TASK TO COMPLETE | Set each line of the data down exactly, please.

Stored data entries
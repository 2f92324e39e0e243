use std::fs;
use std::path::PathBuf;

use anyhow::{Context, Result, anyhow};
use serde::Deserialize;

use ipl_predictor::MatchRequest;
use ipl_predictor::calibration::{self, calibration_bins, expected_calibration_error};
use ipl_predictor::config::{AppConfig, arg_value};

const DEFAULT_BINS: usize = 10;

/// A played fixture: the pre-match request plus who actually won.
#[derive(Debug, Deserialize)]
struct LabelledMatch {
    #[serde(flatten)]
    request: MatchRequest,
    winner: String,
}

fn main() -> Result<()> {
    let args = std::env::args().skip(1).collect::<Vec<_>>();
    let path = arg_value(&args, "--fixtures")
        .map(PathBuf::from)
        .unwrap_or_else(|| PathBuf::from("tests/fixtures/labelled_matches.json"));
    let bins = arg_value(&args, "--bins")
        .and_then(|v| v.parse::<usize>().ok())
        .unwrap_or(DEFAULT_BINS)
        .clamp(2, 50);

    let mut cfg = AppConfig::from_env();
    cfg.apply_args(&args);
    env_logger::Builder::new()
        .filter_level(cfg.log_level)
        .format_timestamp(None)
        .try_init()
        .context("install logger")?;
    let engine = cfg.load_engine().context("startup failed")?;

    let raw = fs::read_to_string(&path)
        .with_context(|| format!("read fixtures {}", path.display()))?;
    let fixtures = serde_json::from_str::<Vec<LabelledMatch>>(&raw)
        .with_context(|| format!("parse fixtures {}", path.display()))?;

    let mut predictions = Vec::with_capacity(fixtures.len());
    let mut outcomes = Vec::with_capacity(fixtures.len());
    let mut skipped = 0usize;

    for (idx, m) in fixtures.iter().enumerate() {
        let req = &m.request;
        let won = if m.winner == req.team1 {
            true
        } else if m.winner == req.team2 {
            false
        } else {
            // No result or abandoned.
            log::warn!("fixture {idx}: winner {:?} is neither side", m.winner);
            skipped += 1;
            continue;
        };
        match engine.predict(req) {
            Ok(resp) => {
                predictions.push(resp.team1_win_prob);
                outcomes.push(won);
            }
            Err(err) => {
                log::warn!("fixture {idx}: {err}");
                skipped += 1;
            }
        }
    }

    if predictions.is_empty() {
        return Err(anyhow!("no fixture could be scored"));
    }

    let metrics = calibration::evaluate_probs(&predictions, &outcomes);
    let reliability = calibration_bins(&predictions, &outcomes, bins);
    let ece = expected_calibration_error(&reliability);

    println!("Pre-match backtest ({})", chrono::Utc::now().format("%Y-%m-%d %H:%M UTC"));
    println!("Fixtures: {}", path.display());
    println!("Model: {}", cfg.model_path.display());
    println!("Scored: {} (skipped {})", metrics.samples, skipped);
    println!();
    println!(
        "brier={:.4} log_loss={:.4} accuracy={:.3} ece={:.4}",
        metrics.brier, metrics.log_loss, metrics.accuracy, ece
    );
    println!();
    for b in reliability.iter().filter(|b| b.count > 0) {
        println!(
            "[{:.2}, {:.2}) n={:<4} pred={:.3} actual={:.3}",
            b.bucket_start, b.bucket_end, b.count, b.avg_pred, b.actual_rate
        );
    }

    Ok(())
}
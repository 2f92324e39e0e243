pub mod calibration;
pub mod config;
pub mod context;
pub mod engine;
pub mod error;
pub mod feature_row;
pub mod model;
pub mod player_stats;
pub mod predictor;
pub mod request;
pub mod team_features;

pub use engine::MatchEngine;
pub use error::{PredictError, PredictResult};
pub use request::{MatchRequest, MatchResponse};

RESULT BELOW |
repository 2f92324e39e0e243
use std::fs;
use std::path::PathBuf;

use anyhow::{Context, Result, anyhow};
use serde::Deserialize;

use ipl_predictor::MatchRequest;
use ipl_predictor::calibration::{self, calibration_bins, expected_calibration_error};
use ipl_predictor::config::{AppConfig, arg_value};

const DEFAULT_BINS: usize = 10;

/// A played fixture: the pre-match request plus who actually won.
#[derive(Debug, Deserialize)]
struct LabelledMatch {
    #[serde(flatten)]
    request: MatchRequest,
    winner: String,
}

fn main() -> Result<()> {
    let args = std::env::args().skip(1).collect::<Vec<_>>();
    let path = arg_value(&args, "--fixtures")
        .map(PathBuf::from)
        .unwrap_or_else(|| PathBuf::from("tests/fixtures/labelled_matches.json"));
    let bins = arg_value(&args, "--bins")
        .and_then(|v| v.parse::<usize>().ok())
        .unwrap_or(DEFAULT_BINS)
        .clamp(2, 50);

    let mut cfg = AppConfig::from_env();
    cfg.apply_args(&args);
    env_logger::Builder::new()
        .filter_level(cfg.log_level)
        .format_timestamp(None)
        .try_init()
        .context("install logger")?;
    let engine = cfg.load_engine().context("startup failed")?;

    let raw = fs::read_to_string(&path)
        .with_context(|| format!("read fixtures {}", path.display()))?;
    let fixtures = serde_json::from_str::<Vec<LabelledMatch>>(&raw)
        .with_context(|| format!("parse fixtures {}", path.display()))?;

    let mut predictions = Vec::with_capacity(fixtures.len());
    let mut outcomes = Vec::with_capacity(fixtures.len());
    let mut skipped = 0usize;

    for (idx, m) in fixtures.iter().enumerate() {
        let req = &m.request;
        let won = if m.winner == req.team1 {
            true
        } else if m.winner == req.team2 {
            false
        } else {
            // No result or abandoned.
            log::warn!("fixture {idx}: winner {:?} is neither side", m.winner);
            skipped += 1;
            continue;
        };
        match engine.predict(req) {
            Ok(resp) => {
                predictions.push(resp.team1_win_prob);
                outcomes.push(won);
            }
            Err(err) => {
                log::warn!("fixture {idx}: {err}");
                skipped += 1;
            }
        }
    }

    if predictions.is_empty() {
        return Err(anyhow!("no fixture could be scored"));
    }

    let metrics = calibration::evaluate_probs(&predictions, &outcomes);
    let reliability = calibration_bins(&predictions, &outcomes, bins);
    let ece = expected_calibration_error(&reliability);

    println!("Pre-match backtest ({})", chrono::Utc::now().format("%Y-%m-%d %H:%M UTC"));
    println!("Fixtures: {}", path.display());
    println!("Model: {}", cfg.model_path.display());
    println!("Scored: {} (skipped {})", metrics.samples, skipped);
    println!();
    println!(
        "brier={:.4} log_loss={:.4} accuracy={:.3} ece={:.4}",
        metrics.brier, metrics.log_loss, metrics.accuracy, ece
    );
    println!();
    for b in reliability.iter().filter(|b| b.count > 0) {
        println!(
            "[{:.2}, {:.2}) n={:<4} pred={:.3} actual={:.3}",
            b.bucket_start, b.bucket_end, b.count, b.avg_pred, b.actual_rate
        );
    }

    Ok(())
}
repository 2f92324e39e0e243
pub mod calibration;
pub mod config;
pub mod context;
pub mod engine;
pub mod error;
pub mod feature_row;
pub mod model;
pub mod player_stats;
pub mod predictor;
pub mod request;
pub mod team_features;

pub use engine::MatchEngine;
pub use error::{PredictError, PredictResult};
pub use request::{MatchRequest, MatchResponse};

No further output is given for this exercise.